Cut off your hair: Cutting off the hair was an act of mourning (see Job 1.20; Micah 1.16). According to Deut 14.1, the people of Israel were forbidden to gash themselves or shave the front of their head when mourning for the dead (see 16.6). In order to identify the persons addressed and at the same time state the significance of cutting off the hair, Good News Translation translates “Mourn, people of Jerusalem; cut off your hair and throw it away.” It is also possible to say “People of Jerusalem, cut off your hair to show you are in mourning, and throw it away.” It is significant that the word here used of hair actually refers to the head of long hair which is characteristic of persons who had taken the Nazarite vow of dedication to the LORD (see Num 6.5).
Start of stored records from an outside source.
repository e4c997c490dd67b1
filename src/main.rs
use anyhow::Result;
use berita_core::application::{
    commands::{articles::ModerationPolicy, users::EnsureAdminCommand},
    ports::{
        notifier::PublicationNotifier,
        security::{PasswordHasher, TokenManager},
        time::Clock,
    },
    services::ApplicationServices,
};
use berita_core::config::AppConfig;
use berita_core::domain::{
    article::{ArticleReadRepository, ArticleWriteRepository},
    user::UserRepository,
};
use berita_core::infrastructure::{
    database,
    notifier::BroadcastPublicationNotifier,
    repositories::{
        SqliteArticleReadRepository, SqliteArticleWriteRepository, SqliteUserRepository,
    },
    security::{password::Argon2PasswordHasher, token::BiscuitTokenManager},
    time::SystemClock,
};
use berita_core::presentation::http::{routes::build_router, state::HttpState};
use std::{net::SocketAddr, sync::Arc};
use tokio::signal;
use tracing_subscriber::{layer::SubscriberExt, util::SubscriberInitExt};

const POOL_MAX_CONNECTIONS: u32 = 8;

#[tokio::main]
async fn main() {
    if let Err(err) = bootstrap().await {
        tracing::error!(error = %err, "fatal error");
        eprintln!("fatal error: {err}");
        std::process::exit(1);
    }
}

async fn bootstrap() -> Result<()> {
    dotenvy::dotenv().ok();
    init_tracing();

    let config = AppConfig::from_env()?;

    let pool = database::init_pool(config.database_url(), POOL_MAX_CONNECTIONS).await?;
    database::run_migrations(&pool).await?;
    let pool = Arc::new(pool);

    let user_repo: Arc<dyn UserRepository> =
        Arc::new(SqliteUserRepository::new(Arc::clone(&pool)));
    let article_write_repo: Arc<dyn ArticleWriteRepository> =
        Arc::new(SqliteArticleWriteRepository::new(Arc::clone(&pool)));
    let article_read_repo: Arc<dyn ArticleReadRepository> =
        Arc::new(SqliteArticleReadRepository::new(Arc::clone(&pool)));

    let password_hasher: Arc<dyn PasswordHasher> = Arc::new(Argon2PasswordHasher);
    let token_manager: Arc<dyn TokenManager> = Arc::new(BiscuitTokenManager::new(
        config.biscuit_private_key(),
        config.token_ttl(),
    )?);
    let notifier: Arc<dyn PublicationNotifier> =
        Arc::new(BroadcastPublicationNotifier::new(config.notifier_capacity()));
    let clock: Arc<dyn Clock> = Arc::new(SystemClock);
    let policy = ModerationPolicy {
        require_rejection_reason: !config.allow_empty_rejection_reason(),
    };

    let services = Arc::new(ApplicationServices::new(
        user_repo,
        article_write_repo,
        article_read_repo,
        password_hasher,
        token_manager,
        notifier,
        clock,
        policy,
    ));

    if let Some(seed) = config.admin() {
        services
            .user_commands
            .ensure_admin(EnsureAdminCommand {
                username: seed.username.clone(),
                password: seed.password.clone(),
            })
            .await?;
    }

    let state = HttpState {
        services: Arc::clone(&services),
    };
    let app = build_router(state, config.allowed_origins());

    let listener = tokio::net::TcpListener::bind(config.listen_addr()).await?;
    let address: SocketAddr = listener.local_addr()?;
    tracing::info!("listening on {address}");

    axum::serve(listener, app)
        .with_graceful_shutdown(shutdown_signal())
        .await?;

    Ok(())
}

fn init_tracing() {
    let env_filter = std::env::var("RUST_LOG")
        .ok()
        .unwrap_or_else(|| "info,tower_http=info,sqlx=warn".to_string());

    let subscriber = tracing_subscriber::registry()
        .with(tracing_subscriber::EnvFilter::new(env_filter))
        .with(tracing_subscriber::fmt::layer());

    if subscriber.try_init().is_err() {
        tracing::warn!("tracing subscriber already initialised");
    }
}

async fn shutdown_signal() {
    let ctrl_c = async {
        if let Err(err) = signal::ctrl_c().await {
            tracing::error!(error = %err, "failed to install CTRL+C handler");
            std::future::pending::<()>().await;
        }
    };

    #[cfg(unix)]
    let terminate = async {
        match signal::unix::signal(signal::unix::SignalKind::terminate()) {
            Ok(mut stream) => {
                stream.recv().await;
            }
            Err(err) => {
                tracing::error!(error = %err, "failed to install terminate handler");
                std::future::pending::<()>().await;
            }
        }
    };

    #[cfg(not(unix))]
    let terminate = std::future::pending::<()>();

    tokio::select! {
        () = ctrl_c => {}
        () = terminate => {}
    }
    tracing::info!("shutdown signal received");
}
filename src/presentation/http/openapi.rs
// src/presentation/http/openapi.rs
use axum::{Json, Router, routing::get};
use serde::{Deserialize, Serialize};
use utoipa::openapi::{
    Components,
    security::{Http, HttpAuthScheme, SecurityScheme},
};
use utoipa::{Modify, OpenApi, ToSchema};
use utoipa_swagger_ui::SwaggerUi;

#[derive(Debug, Serialize, Deserialize, ToSchema)]
pub struct StatusResponse {
    pub status: String,
}

#[derive(OpenApi)]
#[openapi(
    paths(
        crate::presentation::http::controllers::auth::register,
        crate::presentation::http::controllers::auth::login,
        crate::presentation::http::controllers::auth::profile,
        crate::presentation::http::controllers::articles::list_published,
        crate::presentation::http::controllers::articles::get_article,
        crate::presentation::http::controllers::articles::create_article,
        crate::presentation::http::controllers::articles::update_article,
        crate::presentation::http::controllers::articles::delete_article,
        crate::presentation::http::controllers::articles::list_own_articles,
        crate::presentation::http::controllers::moderation::moderate_article,
        crate::presentation::http::controllers::moderation::list_all_articles,
        crate::presentation::http::controllers::events::stream_events,
        super::routes::health
    ),
    components(
        schemas(
            StatusResponse,
            crate::presentation::http::error::ErrorResponse,
            crate::presentation::http::controllers::auth::RegisterRequest,
            crate::presentation::http::controllers::auth::LoginRequest,
            crate::presentation::http::controllers::auth::LoginResponse,
            crate::presentation::http::controllers::articles::CreateArticleRequest,
            crate::presentation::http::controllers::articles::UpdateArticleRequest,
            crate::presentation::http::controllers::moderation::ModerateRequest,
            crate::application::dto::UserDto,
            crate::application::dto::AuthTokenDto,
            crate::application::dto::ArticleDto
        )
    ),
    tags(
        (name = "Auth", description = "Registration, login and profile"),
        (name = "Articles", description = "Public listing and writer article management"),
        (name = "Moderation", description = "Administrator review of submitted articles"),
        (name = "Events", description = "Live publication events for viewers"),
        (name = "System", description = "System level endpoints")
    ),
    modifiers(&ApiDocCustomizer),
    info(
        title = "Berita API",
        description = "Moderated news portal backend",
        version = "0.1.0"
    )
)]
pub struct ApiDoc;

struct ApiDocCustomizer;

impl Modify for ApiDocCustomizer {
    fn modify(&self, openapi: &mut utoipa::openapi::OpenApi) {
        let components = openapi.components.get_or_insert_with(Components::default);
        let mut http = Http::new(HttpAuthScheme::Bearer);
        http.bearer_format = Some("Biscuit".into());
        components.add_security_scheme("bearerAuth", SecurityScheme::Http(http));
    }
}

pub async fn serve_openapi() -> Json<utoipa::openapi::OpenApi> {
    Json(ApiDoc::openapi())
}

pub fn docs_router() -> Router {
    Router::new()
        .route("/openapi.json", get(serve_openapi))
        .merge(SwaggerUi::new("/docs").url("/api-docs/openapi.json", ApiDoc::openapi()))
}
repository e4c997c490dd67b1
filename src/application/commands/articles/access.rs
// src/application/commands/articles/access.rs
use crate::{
    application::error::{ApplicationError, ApplicationResult},
    domain::article::{
        Article, Identity,
        specifications::{ArticleSpecification, CanManageArticleSpec, CanModerateSpec},
    },
};

pub(crate) fn ensure_can_manage(
    identity: Identity,
    article: &Article,
    action: &str,
) -> ApplicationResult<()> {
    if CanManageArticleSpec::new(identity, article).is_satisfied() {
        Ok(())
    } else {
        Err(ApplicationError::forbidden(format!(
            "only the owner or an administrator may {action} this article"
        )))
    }
}

pub(crate) fn ensure_can_moderate(identity: Identity) -> ApplicationResult<()> {
    if CanModerateSpec::new(identity).is_satisfied() {
        Ok(())
    } else {
        Err(ApplicationError::forbidden(
            "administrative privileges are required",
        ))
    }
}
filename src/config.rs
// src/config.rs
use std::{env, time::Duration};
use thiserror::Error;

#[derive(Clone, Debug)]
pub struct AppConfig {
    database_url: String,
    listen_addr: String,
    biscuit_private_key: String,
    token_ttl: Duration,
    allowed_origins: Vec<String>,
    notifier_capacity: usize,
    allow_empty_rejection_reason: bool,
    admin: Option<AdminSeed>,
}

/// Credentials of the administrator account created or refreshed at startup.
#[derive(Clone, Debug)]
pub struct AdminSeed {
    pub username: String,
    pub password: String,
}

#[derive(Debug, Error)]
pub enum ConfigError {
    #[error("missing environment variable: {0}")]
    Missing(&'static str),
    #[error("invalid configuration: {0}")]
    Invalid(String),
}

fn default_database_url() -> String {
    "sqlite://berita.db?mode=rwc".into()
}

fn default_listen_addr() -> String {
    "127.0.0.1:8080".into()
}

const DEFAULT_TOKEN_TTL_SECS: u64 = 3600;
const DEFAULT_NOTIFIER_CAPACITY: usize = 128;

fn parse_number<T: std::str::FromStr>(key: &str, raw: Option<String>, default: T) -> Result<T, ConfigError> {
    match raw {
        Some(value) => value
            .trim()
            .parse::<T>()
            .map_err(|_| ConfigError::Invalid(format!("{key} must be a number, got '{value}'"))),
        None => Ok(default),
    }
}

fn parse_flag(raw: Option<String>) -> bool {
    raw.is_some_and(|v| matches!(v.trim().to_ascii_lowercase().as_str(), "1" | "true" | "yes"))
}

impl AppConfig {
    /// Build configuration from process environment variables.
    pub fn from_env() -> Result<Self, ConfigError> {
        Self::from_lookup(|key| env::var(key).ok())
    }

    /// Build configuration from an arbitrary key lookup. Unset and empty values
    /// are treated the same.
    pub fn from_lookup<F>(lookup: F) -> Result<Self, ConfigError>
    where
        F: Fn(&str) -> Option<String>,
    {
        let get = |key: &str| lookup(key).filter(|value| !value.trim().is_empty());

        let database_url = get("DATABASE_URL").unwrap_or_else(default_database_url);
        let listen_addr = get("LISTEN_ADDR").unwrap_or_else(default_listen_addr);
        let biscuit_private_key = get("BISCUIT_ROOT_PRIVATE_KEY")
            .ok_or(ConfigError::Missing("BISCUIT_ROOT_PRIVATE_KEY"))?;

        if biscuit_private_key.len() != 64
            || !biscuit_private_key.chars().all(|c| c.is_ascii_hexdigit())
        {
            return Err(ConfigError::Invalid(
                "BISCUIT_ROOT_PRIVATE_KEY must be a 32-byte hex string".into(),
            ));
        }

        let token_ttl_secs = parse_number(
            "TOKEN_TTL_SECONDS",
            get("TOKEN_TTL_SECONDS"),
            DEFAULT_TOKEN_TTL_SECS,
        )?;
        if token_ttl_secs == 0 {
            return Err(ConfigError::Invalid(
                "TOKEN_TTL_SECONDS must be positive".into(),
            ));
        }

        let notifier_capacity = parse_number(
            "NOTIFIER_CAPACITY",
            get("NOTIFIER_CAPACITY"),
            DEFAULT_NOTIFIER_CAPACITY,
        )?;
        if notifier_capacity == 0 {
            return Err(ConfigError::Invalid(
                "NOTIFIER_CAPACITY must be positive".into(),
            ));
        }

        let allowed_origins = get("ALLOWED_ORIGINS")
            .map(|s| {
                s.split(',')
                    .map(str::trim)
                    .filter(|origin| !origin.is_empty())
                    .map(str::to_string)
                    .collect()
            })
            .unwrap_or_default();

        let admin = match (get("ADMIN_USERNAME"), get("ADMIN_PASSWORD")) {
            (Some(username), Some(password)) => Some(AdminSeed { username, password }),
            (None, None) => None,
            _ => {
                return Err(ConfigError::Invalid(
                    "ADMIN_USERNAME and ADMIN_PASSWORD must be set together".into(),
                ));
            }
        };

        Ok(Self {
            database_url,
            listen_addr,
            biscuit_private_key,
            token_ttl: Duration::from_secs(token_ttl_secs),
            allowed_origins,
            notifier_capacity,
            allow_empty_rejection_reason: parse_flag(get("MODERATION_ALLOW_EMPTY_REASON")),
            admin,
        })
    }

    pub fn database_url(&self) -> &str {
        &self.database_url
    }

    pub fn listen_addr(&self) -> &str {
        &self.listen_addr
    }

    pub fn biscuit_private_key(&self) -> &str {
        &self.biscuit_private_key
    }

    pub fn token_ttl(&self) -> Duration {
        self.token_ttl
    }

    /// Empty means any origin.
    pub fn allowed_origins(&self) -> &[String] {
        &self.allowed_origins
    }

    pub fn notifier_capacity(&self) -> usize {
        self.notifier_capacity
    }

    pub fn allow_empty_rejection_reason(&self) -> bool {
        self.allow_empty_rejection_reason
    }

    pub fn admin(&self) -> Option<&AdminSeed> {
        self.admin.as_ref()
    }
}
// src/application/commands/articles/moderate.rs
use super::{ArticleCommandService, access::ensure_can_moderate};
use crate::{
    application::{
        dto::{ArticleDto, AuthenticatedUser},
        error::{ApplicationError, ApplicationResult},
    },
    domain::article::{ModerationDecision, ModerationReason},
};

pub struct ModerateArticleCommand {
    pub id: i64,
    pub decision: String,
    pub reason: Option<String>,
}

#[derive(Debug, Clone, Copy)]
pub struct ModerationPolicy {
    /// Rejections must explain themselves to the writer.
    pub require_rejection_reason: bool,
}

impl Default for ModerationPolicy {
    fn default() -> Self {
        Self {
            require_rejection_reason: true,
        }
    }
}

impl ArticleCommandService {
    /// Approve or reject an article.
    ///
    /// Approval clears any earlier rejection reason and announces the article
    /// to live viewers once the new status is stored. Rejecting an article
    /// that is currently public retracts it from viewers first.
    pub async fn moderate_article(
        &self,
        actor: &AuthenticatedUser,
        command: ModerateArticleCommand,
    ) -> ApplicationResult<ArticleDto> {
        ensure_can_moderate(actor.identity())?;
        let mut article = self.load(command.id).await?;

        let decision: ModerationDecision = command.decision.parse()?;
        let reason = ModerationReason::new(command.reason.unwrap_or_default());
        if decision == ModerationDecision::Reject
            && reason.is_empty()
            && self.policy.require_rejection_reason
        {
            return Err(ApplicationError::validation(
                "a reason is required when rejecting an article",
            ));
        }

        if decision == ModerationDecision::Approve && article.is_published() {
            return Ok(article.into());
        }

        let original_updated_at = article.updated_at;
        let change = article.moderate(decision, reason, self.clock.now());

        if change.retracts() {
            self.notifier.unpublish(article.id);
        }

        let updated = match self.write_repo.update(&article, original_updated_at).await {
            Ok(updated) => updated,
            Err(err) => {
                if change.retracts() {
                    self.reannounce_if_still_public(article.id).await;
                }
                return Err(err.into());
            }
        };

        tracing::info!(
            article_id = %updated.id,
            moderator_id = %actor.id,
            from = %change.from,
            to = %change.to,
            "article moderated"
        );

        if change.publishes() {
            self.notifier.publish(updated.snapshot());
        }

        Ok(updated.into())
    }
}
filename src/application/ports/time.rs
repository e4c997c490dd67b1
// src/application/ports/time.rs
use chrono::{DateTime, Utc};

pub trait Clock: Send + Sync {
    fn now(&self) -> DateTime<Utc>;
}
// src/domain/user/mod.rs
pub mod entity;
pub mod repository;
pub mod value_objects;

pub use entity::{AdminGrant, NewUser, User};
pub use repository::UserRepository;
pub use value_objects::{PasswordHash, UserId, Username};
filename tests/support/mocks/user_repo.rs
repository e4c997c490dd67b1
// tests/support/mocks/user_repo.rs
use async_trait::async_trait;
use std::collections::BTreeMap;
use std::sync::Mutex;

use berita_core::domain::errors::{DomainError, DomainResult};
use berita_core::domain::user::{NewUser, PasswordHash, User, UserId, UserRepository, Username};

#[derive(Default)]
pub struct InMemoryUserRepo {
    users: Mutex<BTreeMap<i64, User>>,
}

impl InMemoryUserRepo {
    pub fn new() -> Self {
        Self::default()
    }

    /// Accounts matching the identities resolved by `DummyTokenManager`.
    pub fn with_test_accounts() -> Self {
        let repo = Self::new();
        for (id, name, is_admin) in [
            (1, "redaksi", true),
            (2, "penulis", false),
            (3, "kontributor", false),
        ] {
            repo.users.lock().unwrap().insert(
                id,
                User {
                    id: UserId::new(id).unwrap(),
                    username: Username::new(name).unwrap(),
                    password_hash: PasswordHash::new(format!("hash::{name}")).unwrap(),
                    is_admin,
                    created_at: super::time::fixed_now(),
                },
            );
        }
        repo
    }

    pub fn get(&self, id: i64) -> Option<User> {
        self.users.lock().unwrap().get(&id).cloned()
    }
}

#[async_trait]
impl UserRepository for InMemoryUserRepo {
    async fn insert(&self, new_user: NewUser) -> DomainResult<User> {
        let mut users = self.users.lock().unwrap();
        if users
            .values()
            .any(|u| u.username.as_str() == new_user.username.as_str())
        {
            return Err(DomainError::Conflict("username already exists".into()));
        }
        let id = users.keys().next_back().copied().unwrap_or(0) + 1;
        let user = User {
            id: UserId::new(id)?,
            username: new_user.username,
            password_hash: new_user.password_hash,
            is_admin: new_user.admin.resolve(users.is_empty()),
            created_at: new_user.created_at,
        };
        users.insert(id, user.clone());
        Ok(user)
    }

    async fn find_by_username(&self, username: &Username) -> DomainResult<Option<User>> {
        Ok(self
            .users
            .lock()
            .unwrap()
            .values()
            .find(|u| u.username.as_str() == username.as_str())
            .cloned())
    }

    async fn find_by_id(&self, id: UserId) -> DomainResult<Option<User>> {
        Ok(self.users.lock().unwrap().get(&i64::from(id)).cloned())
    }

    async fn promote(&self, id: UserId, password_hash: PasswordHash) -> DomainResult<User> {
        let mut users = self.users.lock().unwrap();
        let user = users
            .get_mut(&i64::from(id))
            .ok_or_else(|| DomainError::NotFound("user not found".into()))?;
        user.promote();
        user.set_password(password_hash);
        Ok(user.clone())
    }
}
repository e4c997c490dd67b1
// src/application/commands/articles/create.rs
use super::ArticleCommandService;
use crate::{
    application::{
        dto::{ArticleDto, AuthenticatedUser},
        error::ApplicationResult,
    },
    domain::article::{
        ArticleBody, ArticleCategory, ArticleSummary, ArticleTitle, ImageUrl, NewArticle,
    },
};

pub struct CreateArticleCommand {
    pub title: String,
    pub summary: String,
    pub body: String,
    pub category: Option<String>,
    pub image_url: Option<String>,
}

impl CreateArticleCommand {
    pub fn builder() -> CreateArticleCommandBuilder {
        CreateArticleCommandBuilder::default()
    }
}

#[derive(Default)]
pub struct CreateArticleCommandBuilder {
    title: Option<String>,
    summary: Option<String>,
    body: Option<String>,
    category: Option<String>,
    image_url: Option<String>,
}

impl CreateArticleCommandBuilder {
    pub fn title(mut self, title: impl Into<String>) -> Self {
        self.title = Some(title.into());
        self
    }

    pub fn summary(mut self, summary: impl Into<String>) -> Self {
        self.summary = Some(summary.into());
        self
    }

    pub fn body(mut self, body: impl Into<String>) -> Self {
        self.body = Some(body.into());
        self
    }

    pub fn category(mut self, category: impl Into<String>) -> Self {
        self.category = Some(category.into());
        self
    }

    pub fn image_url(mut self, image_url: impl Into<String>) -> Self {
        self.image_url = Some(image_url.into());
        self
    }

    pub fn build(self) -> Result<CreateArticleCommand, &'static str> {
        Ok(CreateArticleCommand {
            title: self.title.ok_or("title is required")?,
            summary: self.summary.ok_or("summary is required")?,
            body: self.body.ok_or("body is required")?,
            category: self.category,
            image_url: self.image_url,
        })
    }
}

impl ArticleCommandService {
    /// Submit a new article for review. The article always starts out `Pending`.
    pub async fn create_article(
        &self,
        actor: &AuthenticatedUser,
        command: CreateArticleCommand,
    ) -> ApplicationResult<ArticleDto> {
        let new_article = NewArticle {
            title: ArticleTitle::new(command.title)?,
            summary: ArticleSummary::new(command.summary)?,
            body: ArticleBody::new(command.body)?,
            category: ArticleCategory::from_optional(command.category)?,
            image_url: command.image_url.map(ImageUrl::parse).transpose()?.flatten(),
            author_id: actor.id,
            created_at: self.clock.now(),
        };

        let created = self.write_repo.insert(new_article).await?;
        tracing::info!(
            article_id = %created.id,
            author_id = %created.author_id,
            "article submitted for review"
        );
        Ok(created.into())
    }
}
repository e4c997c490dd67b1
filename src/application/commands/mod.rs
pub mod articles;
pub mod users;
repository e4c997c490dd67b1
use crate::application::{
    commands::articles::ModerateArticleCommand, dto::ArticleDto,
};
use crate::presentation::http::error::{ErrorResponse, HttpResult, IntoHttpResult};
use crate::presentation::http::extractors::Authenticated;
use crate::presentation::http::state::HttpState;
use axum::{Extension, Json, extract::Path};
use serde::Deserialize;
use utoipa::ToSchema;

#[derive(Debug, Deserialize, ToSchema)]
pub struct ModerateRequest {
    /// `Disetujui` (approve) or `Ditolak` (reject).
    #[schema(example = "Disetujui")]
    pub decision: String,
    #[serde(default)]
    pub reason: Option<String>,
}

#[utoipa::path(
    post,
    path = "/moderate/{id}",
    params(("id" = i64, Path, description = "Article identifier")),
    request_body = ModerateRequest,
    responses(
        (status = 200, description = "Article moderated.", body = ArticleDto),
        (status = 400, description = "Unknown decision or missing rejection reason.", body = ErrorResponse),
        (status = 401, description = "Unauthorized.", body = ErrorResponse),
        (status = 403, description = "Administrators only.", body = ErrorResponse),
        (status = 404, description = "Article not found.", body = ErrorResponse),
        (status = 409, description = "Article changed concurrently.", body = ErrorResponse)
    ),
    security(("bearerAuth" = [])),
    tag = "Moderation"
)]
pub async fn moderate_article(
    Extension(state): Extension<HttpState>,
    Authenticated(user): Authenticated,
    Path(id): Path<i64>,
    Json(payload): Json<ModerateRequest>,
) -> HttpResult<Json<ArticleDto>> {
    let command = ModerateArticleCommand {
        id,
        decision: payload.decision,
        reason: payload.reason,
    };

    state
        .services
        .article_commands
        .moderate_article(&user, command)
        .await
        .into_http()
        .map(Json)
}

#[utoipa::path(
    get,
    path = "/admin/articles",
    responses(
        (status = 200, description = "Every article regardless of status, newest first.", body = [ArticleDto]),
        (status = 401, description = "Unauthorized.", body = ErrorResponse),
        (status = 403, description = "Administrators only.", body = ErrorResponse)
    ),
    security(("bearerAuth" = [])),
    tag = "Moderation"
)]
pub async fn list_all_articles(
    Extension(state): Extension<HttpState>,
    Authenticated(user): Authenticated,
) -> HttpResult<Json<Vec<ArticleDto>>> {
    state
        .services
        .article_queries
        .list_for_admin(&user)
        .await
        .into_http()
        .map(Json)
}
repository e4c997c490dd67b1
// tests/support/mocks/time.rs
use chrono::{DateTime, Utc};
use once_cell::sync::Lazy;

/// テスト用の固定タイムスタンプ
static FIXED_NOW: Lazy<DateTime<Utc>> = Lazy::new(|| {
    DateTime::parse_from_rfc3339("2024-01-01T00:00:00Z")
        .expect("invalid RFC3339 in tests/support/mocks/time.rs")
        .with_timezone(&Utc)
});

/// 決定論的なタイムスタンプを返す
pub fn fixed_now() -> DateTime<Utc> {
    *FIXED_NOW
}
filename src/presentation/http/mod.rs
// src/presentation/http/mod.rs
pub mod controllers;
pub mod error;
pub mod extractors;
pub mod openapi;
pub mod routes;
pub mod state;
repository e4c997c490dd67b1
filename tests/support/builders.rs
// tests/support/builders.rs
use chrono::{DateTime, Duration, Utc};

use berita_core::domain::article::{
    Article, ArticleBody, ArticleCategory, ArticleId, ArticleStatus, ArticleSummary, ArticleTitle,
    ModerationReason,
};
use berita_core::domain::user::UserId;

pub struct ArticleBuilder {
    id: i64,
    title: String,
    author_id: i64,
    status: ArticleStatus,
    reason: String,
    created_at: DateTime<Utc>,
}

impl ArticleBuilder {
    pub fn new() -> Self {
        Self {
            id: 1,
            title: "Berita Uji".into(),
            author_id: 2,
            status: ArticleStatus::Pending,
            reason: String::new(),
            created_at: super::time::fixed_now(),
        }
    }

    pub fn id(mut self, id: i64) -> Self {
        self.id = id;
        self
    }

    pub fn title(mut self, title: impl Into<String>) -> Self {
        self.title = title.into();
        self
    }

    pub fn author(mut self, author_id: i64) -> Self {
        self.author_id = author_id;
        self
    }

    pub fn published(mut self) -> Self {
        self.status = ArticleStatus::Disetujui;
        self
    }

    pub fn rejected(mut self, reason: impl Into<String>) -> Self {
        self.status = ArticleStatus::Ditolak;
        self.reason = reason.into();
        self
    }

    /// Minutes after the fixed test clock.
    pub fn created_minutes_later(mut self, minutes: i64) -> Self {
        self.created_at = super::time::fixed_now() + Duration::minutes(minutes);
        self
    }

    pub fn build(self) -> Article {
        Article {
            id: ArticleId::new(self.id).unwrap(),
            title: ArticleTitle::new(self.title).unwrap(),
            summary: ArticleSummary::new("Ringkasan berita").unwrap(),
            body: ArticleBody::new("Isi lengkap berita").unwrap(),
            category: ArticleCategory::default(),
            image_url: None,
            author_id: UserId::new(self.author_id).unwrap(),
            status: self.status,
            moderation_reason: ModerationReason::new(self.reason),
            created_at: self.created_at,
            updated_at: self.created_at,
        }
    }
}
mod profile;
mod service;

pub use service::UserQueryService;
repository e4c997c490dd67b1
// src/infrastructure/repositories/mod.rs
mod error;
mod sqlite_article;
mod sqlite_user;

pub use error::map_sqlx;
pub use sqlite_article::{SqliteArticleReadRepository, SqliteArticleWriteRepository};
pub use sqlite_user::SqliteUserRepository;
use crate::application::ports::time::Clock;
use chrono::{DateTime, Utc};

#[derive(Default, Clone, Copy)]
pub struct SystemClock;

impl Clock for SystemClock {
    fn now(&self) -> DateTime<Utc> {
        Utc::now()
    }
}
The people of Jerusalem had broken their vow to the LORD, and so they are told to cut off their hair as a symbol of what they have done.
Raise a lamentation is more naturally expressed in Good News Translation as “Sing a funeral song.” Another possible rendering is “Sing a song of mourning.” Elsewhere in Jeremiah the noun lamentation is used only in 9.10, 20 (Revised Standard Version “dirge”).
Bare heights: See 3.2 for the first occurrence of the noun.
The two verbs rejected and forsaken carry precisely the same meaning, and the generation of his wrath means “the people the LORD is angry with.” Good News Translation translates the two verbs as one, and at the same time inverts the order of events: “because I, the LORD, am angry and have rejected my people.” Die Bibel im heutigen Deutsch makes two sentences: “The Lord feels only anger for you. He has forsaken you and will have nothing more to do with you.” Translators may also say “For I, the LORD, have completely rejected these people that I am angry with.”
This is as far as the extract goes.